There is still a school of thought that only Germany and its strong balance sheet can preserve the eurozone. The European Central Bank will not step in to buy the bonds of financially weak EU nations. Europe’s finance ministers may create a way to leverage the ESFS fund, but even with investments from outside the fund itself, the capital it would hold to rescue Spain or Italy would be too little. Germany, it has become reasonable to say, is Europe’s one strong financial foundation.
Poland’s foreign minister begged Germany to act on behalf of the eurozone. According to the Wall Street Journal, Radoslaw Sikorski told the German Council on Foreign Relations that the largest nation in the region by GDP had to take responsibility for its own culpability in the disaster.
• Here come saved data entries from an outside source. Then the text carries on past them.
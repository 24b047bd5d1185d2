// SPDX-License-Identifier: MPL-2.0
//! Cooperative timer facility for notification lifecycle events.
//!
//! Timers carry plain data ([`TimerEvent`]) instead of callbacks. The host
//! event loop drains due events with [`Timer::drain_due`] and hands them back
//! to the center, which checks the current state before acting on them.
//! Deadlines are lower bounds: an event is never delivered before
//! `scheduled_at + delay`, but it may be delivered later.

use super::notification::NotificationId;
use std::cell::Cell;
use std::rc::Rc;
use std::time::{Duration, Instant};

/// Source of the current instant.
pub trait Clock {
    fn now(&self) -> Instant;
}

/// Monotonic system clock.
#[derive(Debug, Clone, Copy, Default)]
pub struct SystemClock;

impl Clock for SystemClock {
    fn now(&self) -> Instant {
        Instant::now()
    }
}

/// Manually advanced clock. Clones share the same time.
#[derive(Debug, Clone)]
pub struct ManualClock {
    now: Rc<Cell<Instant>>,
}

impl ManualClock {
    #[must_use]
    pub fn new() -> Self {
        Self {
            now: Rc::new(Cell::new(Instant::now())),
        }
    }

    pub fn advance(&self, by: Duration) {
        self.now.set(self.now.get() + by);
    }
}

impl Default for ManualClock {
    fn default() -> Self {
        Self::new()
    }
}

impl Clock for ManualClock {
    fn now(&self) -> Instant {
        self.now.get()
    }
}

/// Lifecycle event delivered when a timer fires.
#[derive(Debug, Clone, Copy, PartialEq, Eq)]
pub enum TimerEvent {
    /// Display window elapsed; start fading out.
    Expire(NotificationId),
    /// Fade-out elapsed; detach the node.
    Detach(NotificationId),
}

impl TimerEvent {
    #[must_use]
    pub fn target(self) -> NotificationId {
        match self {
            TimerEvent::Expire(id) | TimerEvent::Detach(id) => id,
        }
    }
}

/// Cancellation token for a scheduled event.
#[derive(Debug, Clone, Copy, PartialEq, Eq, Hash)]
pub struct TimerToken(u64);

/// Host timer facility: "deliver this event after at least `delay`".
pub trait Timer {
    /// Schedules `event` to become due after at least `delay`.
    fn schedule(&mut self, delay: Duration, event: TimerEvent) -> TimerToken;

    /// Cancels a pending event. Returns `false` if it already fired or was
    /// cancelled.
    fn cancel(&mut self, token: TimerToken) -> bool;

    /// Removes and returns every event due at `now`, earliest first.
    fn drain_due(&mut self, now: Instant) -> Vec<TimerEvent>;

    /// Whether any event is still pending.
    fn has_pending(&self) -> bool;

    /// Current instant according to this timer's clock.
    fn now(&self) -> Instant;
}

#[derive(Debug, Clone)]
struct Entry {
    token: TimerToken,
    deadline: Instant,
    event: TimerEvent,
}

/// Deadline-ordered timer queue over an injected clock.
#[derive(Debug)]
pub struct TimerQueue<C: Clock = SystemClock> {
    clock: C,
    entries: Vec<Entry>,
    next_token: u64,
}

impl TimerQueue<SystemClock> {
    #[must_use]
    pub fn new() -> Self {
        Self::with_clock(SystemClock)
    }
}

impl Default for TimerQueue<SystemClock> {
    fn default() -> Self {
        Self::new()
    }
}

impl<C: Clock> TimerQueue<C> {
    pub fn with_clock(clock: C) -> Self {
        Self {
            clock,
            entries: Vec::new(),
            next_token: 0,
        }
    }
}

impl<C: Clock> Timer for TimerQueue<C> {
    fn schedule(&mut self, delay: Duration, event: TimerEvent) -> TimerToken {
        let token = TimerToken(self.next_token);
        self.next_token += 1;
        let deadline = self.clock.now() + delay;

        // Stable insert keeps scheduling order among equal deadlines.
        let pos = self.entries.partition_point(|e| e.deadline <= deadline);
        self.entries.insert(
            pos,
            Entry {
                token,
                deadline,
                event,
            },
        );
        token
    }

    fn cancel(&mut self, token: TimerToken) -> bool {
        match self.entries.iter().position(|e| e.token == token) {
            Some(pos) => {
                self.entries.remove(pos);
                true
            }
            None => false,
        }
    }

    fn drain_due(&mut self, now: Instant) -> Vec<TimerEvent> {
        let due = self.entries.partition_point(|e| e.deadline <= now);
        self.entries.drain(..due).map(|e| e.event).collect()
    }

    fn has_pending(&self) -> bool {
        !self.entries.is_empty()
    }

    fn now(&self) -> Instant {
        self.clock.now()
    }
}
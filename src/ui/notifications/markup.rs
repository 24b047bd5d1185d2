// SPDX-License-Identifier: MPL-2.0
//! Markup form of a toast, for surfaces that speak HTML.
//!
//! This is the library-facing output for embedders that render toasts as
//! HTML. The iced shell draws [`ToastNode::text`] instead, so
//! `NotificationSettings::escape_markup` only shows in this output.
//!
//! Whether a message is escaped is decided when the node is built;
//! [`fragment`] interpolates the node body as-is.

use super::surface::{Container, ToastNode};

/// Escapes the five markup-significant characters.
#[must_use]
pub fn escape(input: &str) -> String {
    let mut out = String::with_capacity(input.len());
    for ch in input.chars() {
        match ch {
            '&' => out.push_str("&amp;"),
            '<' => out.push_str("&lt;"),
            '>' => out.push_str("&gt;"),
            '"' => out.push_str("&quot;"),
            '\'' => out.push_str("&#39;"),
            _ => out.push(ch),
        }
    }
    out
}

/// Renders one toast node as an HTML element.
#[must_use]
pub fn fragment(node: &ToastNode) -> String {
    format!(
        concat!(
            r#"<div class="{class}" data-id="{id}">"#,
            r#"<i class="fas {icon}" style="color: {color}; font-size: 1.25rem;"></i>"#,
            r#"<span style="flex: 1;">{body}</span>"#,
            r#"<button class="notification-close" aria-label="Dismiss"><i class="fas fa-times"></i></button>"#,
            "</div>"
        ),
        class = node.class_name(),
        id = node.id.raw(),
        icon = node.icon,
        color = node.color,
        body = node.body,
    )
}

/// Renders the whole container with its children in display order.
#[must_use]
pub fn container(container: &Container) -> String {
    let children: String = container.nodes().iter().map(fragment).collect();
    format!(r#"<div class="{}">{children}</div>"#, Container::CLASS)
}

#[cfg(test)]
mod tests {
    use super::*;
    use crate::ui::notifications::notification::{NotificationId, Severity};

    #[test]
    fn escape_replaces_markup_characters() {
        assert_eq!(
            escape(r#"<img src=x onerror="a('b')"> & co"#),
            "&lt;img src=x onerror=&quot;a(&#39;b&#39;)&quot;&gt; &amp; co"
        );
        assert_eq!(escape("plain text"), "plain text");
    }

    #[test]
    fn fragment_carries_icon_color_and_body() {
        let node = ToastNode::new(NotificationId::from_raw(7), Severity::Success, "Saved");
        let html = fragment(&node);

        assert!(html.contains(r#"class="notification notification-success""#));
        assert!(html.contains("fa-check-circle"));
        assert!(html.contains("color: #10b981"));
        assert!(html.contains(r#"<span style="flex: 1;">Saved</span>"#));
        assert!(html.contains(r#"data-id="7""#));
    }
}
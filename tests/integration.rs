// SPDX-License-Identifier: MPL-2.0
use learnhub::app::config::{self, Config, NotificationsConfig};
use learnhub::session::{AuthDecision, Session, User};
use learnhub::storage::LocalStorage;
use learnhub::ui::notifications::NotificationSettings;
use learnhub::ui::theming::ThemeMode;
use std::time::Duration;
use tempfile::tempdir;

#[test]
fn notification_timing_comes_from_settings_file() {
    let dir = tempdir().expect("Failed to create temporary directory");

    let config = Config {
        notifications: NotificationsConfig {
            display_ms: Some(2500),
            fade_ms: Some(0),
            escape_markup: Some(true),
        },
        ..Config::default()
    };
    config::save_with_override(&config, Some(dir.path().to_path_buf()))
        .expect("Failed to write config file");

    let (loaded, warning) = config::load_with_override(Some(dir.path().to_path_buf()));
    assert!(warning.is_none());

    let settings = NotificationSettings::from(&loaded.notifications);
    assert_eq!(settings.display, Duration::from_millis(2500));
    assert!(settings.fade.is_zero());
}

#[test]
fn session_survives_restart() {
    let dir = tempdir().expect("Failed to create temporary directory");
    let base = Some(dir.path().to_path_buf());

    let (storage, _) = LocalStorage::load_from(base.clone());
    let mut session = Session::new(storage);
    session.login(&User {
        name: "Grace".into(),
        email: "grace@example.com".into(),
        role: "instructor".into(),
    });
    session.toggle_theme(ThemeMode::Light);

    let (storage, warning) = LocalStorage::load_from(base.clone());
    assert!(warning.is_none());
    let restored = Session::new(storage);
    assert_eq!(restored.check_auth("dashboard.html"), AuthDecision::Allow);
    assert_eq!(restored.user().map(|u| u.role), Some("instructor".to_string()));
    assert_eq!(restored.saved_theme(), Some(ThemeMode::Dark));

    let mut restored = restored;
    restored.logout();
    let (storage, _) = LocalStorage::load_from(base);
    let after_logout = Session::new(storage);
    assert_eq!(
        after_logout.check_auth("dashboard.html"),
        AuthDecision::RedirectToLogin
    );
    assert_eq!(after_logout.saved_theme(), Some(ThemeMode::Dark));
}
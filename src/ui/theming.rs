// SPDX-License-Identifier: MPL-2.0
//! Theme mode selection.
//!
//! `System` is resolved to light or dark once, when the mode is chosen or
//! toggled. Rendering only ever sees an explicit mode.

use iced::Theme;
use serde::{Deserialize, Serialize};
use std::fmt;

#[derive(Debug, Clone, Copy, PartialEq, Eq, Default, Serialize, Deserialize)]
#[serde(rename_all = "lowercase")]
pub enum ThemeMode {
    Light,
    Dark,
    #[default]
    System,
}

impl ThemeMode {
    /// Parses `light`, `dark` or `system`, ignoring case.
    #[must_use]
    pub fn parse(raw: &str) -> Option<Self> {
        match raw.trim().to_lowercase().as_str() {
            "light" => Some(ThemeMode::Light),
            "dark" => Some(ThemeMode::Dark),
            "system" => Some(ThemeMode::System),
            _ => None,
        }
    }

    /// Returns true if the effective theme is dark.
    /// For System mode, queries the OS theme.
    #[must_use]
    pub fn is_dark(self) -> bool {
        match self {
            ThemeMode::Light => false,
            ThemeMode::Dark => true,
            ThemeMode::System => {
                // Detect system theme; default to dark on detection error
                !matches!(dark_light::detect(), Ok(dark_light::Mode::Light))
            }
        }
    }

    /// Replaces `System` with the detected light or dark mode.
    #[must_use]
    pub fn resolved(self) -> Self {
        if self.is_dark() {
            ThemeMode::Dark
        } else {
            ThemeMode::Light
        }
    }

    /// Flips between light and dark. `System` resolves first, then flips.
    #[must_use]
    pub fn toggled(self) -> Self {
        if self.is_dark() {
            ThemeMode::Light
        } else {
            ThemeMode::Dark
        }
    }

    #[must_use]
    pub fn as_str(self) -> &'static str {
        match self {
            ThemeMode::Light => "light",
            ThemeMode::Dark => "dark",
            ThemeMode::System => "system",
        }
    }

    /// Iced theme for this mode. Never queries the OS: an unresolved
    /// `System` maps to the dark theme.
    #[must_use]
    pub fn theme(self) -> Theme {
        match self {
            ThemeMode::Light => Theme::Light,
            ThemeMode::Dark => Theme::Dark,
            ThemeMode::System => Theme::Dark,
        }
    }
}

impl fmt::Display for ThemeMode {
    fn fmt(&self, f: &mut fmt::Formatter<'_>) -> fmt::Result {
        f.write_str(self.as_str())
    }
}
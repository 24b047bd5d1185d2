// SPDX-License-Identifier: MPL-2.0
use learnhub::ui::notifications::markup;
use learnhub::ui::notifications::{
    Center, Clock, Lifecycle, ManualClock, NotificationSettings, Severity, TimerQueue, ToastLayer,
    UnavailableSurface,
};
use std::time::Duration;

fn center() -> (Center<ToastLayer, TimerQueue<ManualClock>>, ManualClock) {
    let clock = ManualClock::new();
    let center = Center::new(ToastLayer::new(), TimerQueue::with_clock(clock.clone()));
    (center, clock)
}

fn advance(center: &mut Center<ToastLayer, TimerQueue<ManualClock>>, clock: &ManualClock, ms: u64) {
    clock.advance(Duration::from_millis(ms));
    center.tick(clock.now());
}

#[test]
fn toast_runs_full_lifecycle_without_intervention() {
    let (mut center, clock) = center();
    let Some(handle) = center.notify("Assignment submitted", Severity::Success) else {
        panic!("notify failed");
    };

    advance(&mut center, &clock, 4999);
    assert_eq!(center.state(handle), Some(Lifecycle::Visible));

    advance(&mut center, &clock, 1);
    assert_eq!(center.state(handle), Some(Lifecycle::Dismissing));
    assert!(center.surface().node(handle.id()).is_some_and(|n| n.fading));

    advance(&mut center, &clock, 300);
    assert_eq!(center.state(handle), Some(Lifecycle::Removed));
    assert!(!center.surface().contains(handle.id()));
    assert!(!center.has_pending_timers());
}

#[test]
fn manual_dismiss_is_idempotent_and_silences_timers() {
    let (mut center, clock) = center();
    let Some(handle) = center.notify("Saved", Severity::Info) else {
        panic!("notify failed");
    };

    assert!(center.dismiss(handle));
    assert!(!center.dismiss(handle));
    assert_eq!(center.state(handle), Some(Lifecycle::Removed));

    advance(&mut center, &clock, 10_000);
    assert_eq!(center.state(handle), Some(Lifecycle::Removed));
    assert!(center.is_empty());
}

#[test]
fn toasts_keep_call_order_and_share_one_container() {
    let (mut center, _clock) = center();
    let first = center.notify("A", Severity::Info).map(|h| h.id());
    let second = center.notify("B", Severity::Warning).map(|h| h.id());

    let layer = center.surface();
    assert_eq!(layer.containers_created(), 1);
    let ids: Vec<_> = layer.nodes().iter().map(|n| Some(n.id)).collect();
    assert_eq!(ids, vec![first, second]);
}

#[test]
fn dismissing_one_leaves_the_other_running() {
    let (mut center, clock) = center();
    let (Some(a), Some(b)) = (
        center.notify("A", Severity::Info),
        center.notify("B", Severity::Info),
    ) else {
        panic!("notify failed");
    };

    center.dismiss(a);
    assert_eq!(center.state(b), Some(Lifecycle::Visible));

    advance(&mut center, &clock, 5000);
    advance(&mut center, &clock, 300);
    assert_eq!(center.state(b), Some(Lifecycle::Removed));
}

#[test]
fn markup_reflects_severity_and_escaping() {
    let (mut center, _clock) = center();
    center.notify("<b>Quiz</b> graded", Severity::Error);
    center.notify_named("Heads up", "nonsense");

    let Some(container) = center.surface().container() else {
        panic!("container missing");
    };
    let html = markup::container(container);
    assert!(html.starts_with(r#"<div class="notification-container">"#));
    assert!(html.contains("fa-exclamation-circle"));
    assert!(html.contains("#ef4444"));
    assert!(html.contains("&lt;b&gt;Quiz&lt;/b&gt; graded"));
    assert!(html.contains("fa-info-circle"));
}

#[test]
fn legacy_mode_renders_markup_verbatim() {
    let settings = NotificationSettings {
        escape_markup: false,
        ..NotificationSettings::default()
    };
    let mut center = Center::with_settings(
        ToastLayer::new(),
        TimerQueue::with_clock(ManualClock::new()),
        settings,
    );
    center.notify("<b>bold</b>", Severity::Info);

    assert_eq!(center.surface().nodes()[0].body, "<b>bold</b>");
}

#[test]
fn missing_surface_drops_notification_quietly() {
    let mut center = Center::new(UnavailableSurface, TimerQueue::with_clock(ManualClock::new()));
    assert!(center.notify("lost", Severity::Info).is_none());
    assert!(center.is_empty());
    assert!(!center.has_pending_timers());
}
// SPDX-License-Identifier: MPL-2.0
use learnhub::app::{self, paths, Flags};
use tracing_subscriber::EnvFilter;

const HELP: &str = "\
LearnHub

USAGE:
  learnhub [OPTIONS]

OPTIONS:
  --theme MODE         light, dark or system
  --notify MESSAGE     show a toast at startup
  --severity NAME      success, error, warning or info (default: info)
  --config-dir DIR     directory holding settings.toml
  --data-dir DIR       directory holding storage.cbor
  --log LEVEL          log filter, e.g. debug or learnhub=trace (default: info)
  -h, --help           print this help
";

fn init_logging(level: Option<&str>) {
    let filter = level
        .map(EnvFilter::new)
        .or_else(|| EnvFilter::try_from_default_env().ok())
        .unwrap_or_else(|| EnvFilter::new("info"));

    tracing_subscriber::fmt().with_env_filter(filter).init();
}

fn main() -> iced::Result {
    let mut args = pico_args::Arguments::from_env();

    if args.contains(["-h", "--help"]) {
        print!("{HELP}");
        return Ok(());
    }

    let opt = |args: &mut pico_args::Arguments, key: &'static str| -> Option<String> {
        args.opt_value_from_str(key).unwrap_or_else(|err| {
            eprintln!("ignoring {key}: {err}");
            None
        })
    };

    let log = opt(&mut args, "--log");
    init_logging(log.as_deref());

    let flags = Flags {
        theme: opt(&mut args, "--theme"),
        notify: opt(&mut args, "--notify"),
        severity: opt(&mut args, "--severity"),
        data_dir: opt(&mut args, "--data-dir"),
        config_dir: opt(&mut args, "--config-dir"),
    };

    let rest = args.finish();
    if !rest.is_empty() {
        tracing::warn!(?rest, "ignoring unexpected arguments");
    }

    paths::init_cli_overrides(flags.data_dir.clone(), flags.config_dir.clone());
    app::run(flags)
}
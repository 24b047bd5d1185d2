// SPDX-License-Identifier: MPL-2.0
//! Update logic and message handlers for the application.
//!
//! Each handler receives an [`UpdateContext`] borrowing the parts of `App`
//! it may touch, so the handlers stay testable one by one.

use super::{Message, Screen};
use crate::animation::{AnimationTiming, CounterAnimation, ProgressAnimation};
use crate::debounce::Debouncer;
use crate::session::{AuthDecision, Session, User};
use crate::ui::dashboard::{self, Animations, CATALOG, STAT_LABELS};
use crate::ui::login::{self, Event as LoginEvent};
use crate::ui::navbar::{self, Event as NavbarEvent};
use crate::ui::notifications::{Center, Severity};
use crate::ui::theming::ThemeMode;
use crate::validation::{validate_sign_in, FormData};
use iced::Task;
use std::time::Instant;

/// Role recorded for accounts created through the sign-in form.
const DEFAULT_ROLE: &str = "student";

pub struct UpdateContext<'a> {
    pub screen: &'a mut Screen,
    pub theme_mode: &'a mut ThemeMode,
    pub session: &'a mut Session,
    pub center: &'a mut Center,
    pub navbar: &'a mut navbar::State,
    pub login: &'a mut login::State,
    pub course_filter: &'a mut String,
    pub search_debounce: &'a mut Debouncer<String>,
    pub animation_timing: &'a AnimationTiming,
    pub animations: &'a mut Animations,
    pub now: &'a mut Instant,
}

/// Switches screens through the access guard. Protected screens without a
/// session land on the sign-in form instead.
pub fn handle_screen_switch(ctx: &mut UpdateContext<'_>, target: Screen) -> Task<Message> {
    let destination = match ctx.session.check_auth(target.page()) {
        AuthDecision::Allow => target,
        AuthDecision::RedirectToLogin => {
            tracing::info!(page = target.page(), "not signed in; redirecting");
            Screen::Login
        }
    };

    if destination == Screen::Dashboard && *ctx.screen != Screen::Dashboard {
        start_dashboard_animations(ctx);
    }
    *ctx.screen = destination;
    ctx.navbar.menu_open = false;
    Task::none()
}

fn start_dashboard_animations(ctx: &mut UpdateContext<'_>) {
    let now = Instant::now();
    *ctx.now = now;
    let timing = ctx.animation_timing;
    let bars_begin = now + timing.progress_start;

    ctx.animations.counters = STAT_LABELS
        .iter()
        .map(|(_, label)| CounterAnimation::from_text(label, timing, now))
        .collect();
    ctx.animations.progress = CATALOG
        .iter()
        .map(|course| ProgressAnimation::new(course.progress, timing, bars_begin))
        .collect();
}

pub fn handle_navbar_message(
    ctx: &mut UpdateContext<'_>,
    message: navbar::Message,
) -> Task<Message> {
    match navbar::update(message, ctx.navbar) {
        NavbarEvent::None => Task::none(),
        NavbarEvent::Navigate(screen) => handle_screen_switch(ctx, screen),
        NavbarEvent::SearchInput(text) => {
            ctx.search_debounce.call(text, Instant::now());
            Task::none()
        }
        NavbarEvent::Search(term) => {
            tracing::info!(term = %term, "search");
            ctx.center
                .notify(format!("Searching for: \"{term}\""), Severity::Info);
            Task::none()
        }
        NavbarEvent::Bell => {
            ctx.center
                .notify("You have 3 new notifications!", Severity::Info);
            Task::none()
        }
        NavbarEvent::ToggleTheme => {
            *ctx.theme_mode = ctx.session.toggle_theme(*ctx.theme_mode);
            tracing::debug!(theme = %ctx.theme_mode, "theme toggled");
            Task::none()
        }
        NavbarEvent::Logout => {
            ctx.session.logout();
            ctx.search_debounce.cancel();
            ctx.course_filter.clear();
            ctx.animations.counters.clear();
            ctx.animations.progress.clear();
            handle_screen_switch(ctx, Screen::Login)
        }
    }
}

pub fn handle_login_message(ctx: &mut UpdateContext<'_>, message: login::Message) -> Task<Message> {
    match login::update(message, ctx.login) {
        LoginEvent::None => Task::none(),
        LoginEvent::Submitted(form) => sign_in(ctx, &form),
    }
}

fn sign_in(ctx: &mut UpdateContext<'_>, form: &FormData) -> Task<Message> {
    let errors = validate_sign_in(form);
    if !errors.is_empty() {
        for error in errors {
            ctx.center.notify(error.to_string(), Severity::Error);
        }
        return Task::none();
    }

    let email = form.email.clone().unwrap_or_default();
    let name = email
        .split('@')
        .next()
        .filter(|local| !local.is_empty())
        .unwrap_or("learner")
        .to_string();
    let user = User {
        name,
        email,
        role: DEFAULT_ROLE.to_string(),
    };

    if !ctx.session.login(&user) {
        ctx.center.notify(
            "Signed in, but the session could not be saved",
            Severity::Warning,
        );
    }
    ctx.login.reset_password();
    ctx.center
        .notify(format!("Welcome back, {}!", user.name), Severity::Success);
    handle_screen_switch(ctx, Screen::Dashboard)
}

pub fn handle_dashboard_message(
    ctx: &mut UpdateContext<'_>,
    message: dashboard::Message,
) -> Task<Message> {
    match message {
        dashboard::Message::CopyCertificate(id) => {
            ctx.center.notify("Copied to clipboard!", Severity::Success);
            iced::clipboard::write(id)
        }
    }
}

/// Advances toast timers and applies a settled search filter.
pub fn handle_tick(ctx: &mut UpdateContext<'_>, now: Instant) -> Task<Message> {
    *ctx.now = now;
    ctx.center.tick(now);
    if let Some(query) = ctx.search_debounce.poll(now) {
        tracing::debug!(query = %query, "course filter applied");
        *ctx.course_filter = query;
    }
    Task::none()
}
In other words, his begging came with an accusation.
He said:
We ask, first of all, that Germany admits that she is the biggest beneficiary of the current arrangements and therefore that she has the biggest obligation to make them sustainable. Second, as you know best, you are not an innocent victim of others’ profligacy. You, who should have known better, have also broken the Growth and Stability Pact and your banks also recklessly bought risky bonds.
The first point may be largely true. Germany has benefited from the agreement that allows free trade among the region’s nations. Its prowess as a manufacturer and creator of intellectual property has helped its exports. The creation of the eurozone has made those exports easier. The ability of its banks to loan local companies money for expansion is unprecedented in the region.
Whether its banks were reckless as they bought the sovereign paper of its neighbors is another matter. The same debt was bought by smart capital markets investors around the world.
Sikorski’s finger pointing may not get the German government to move in a way that makes the financial markets believe the debt crisis is over. But the loss of easy access to the consumers and businesses in the region may.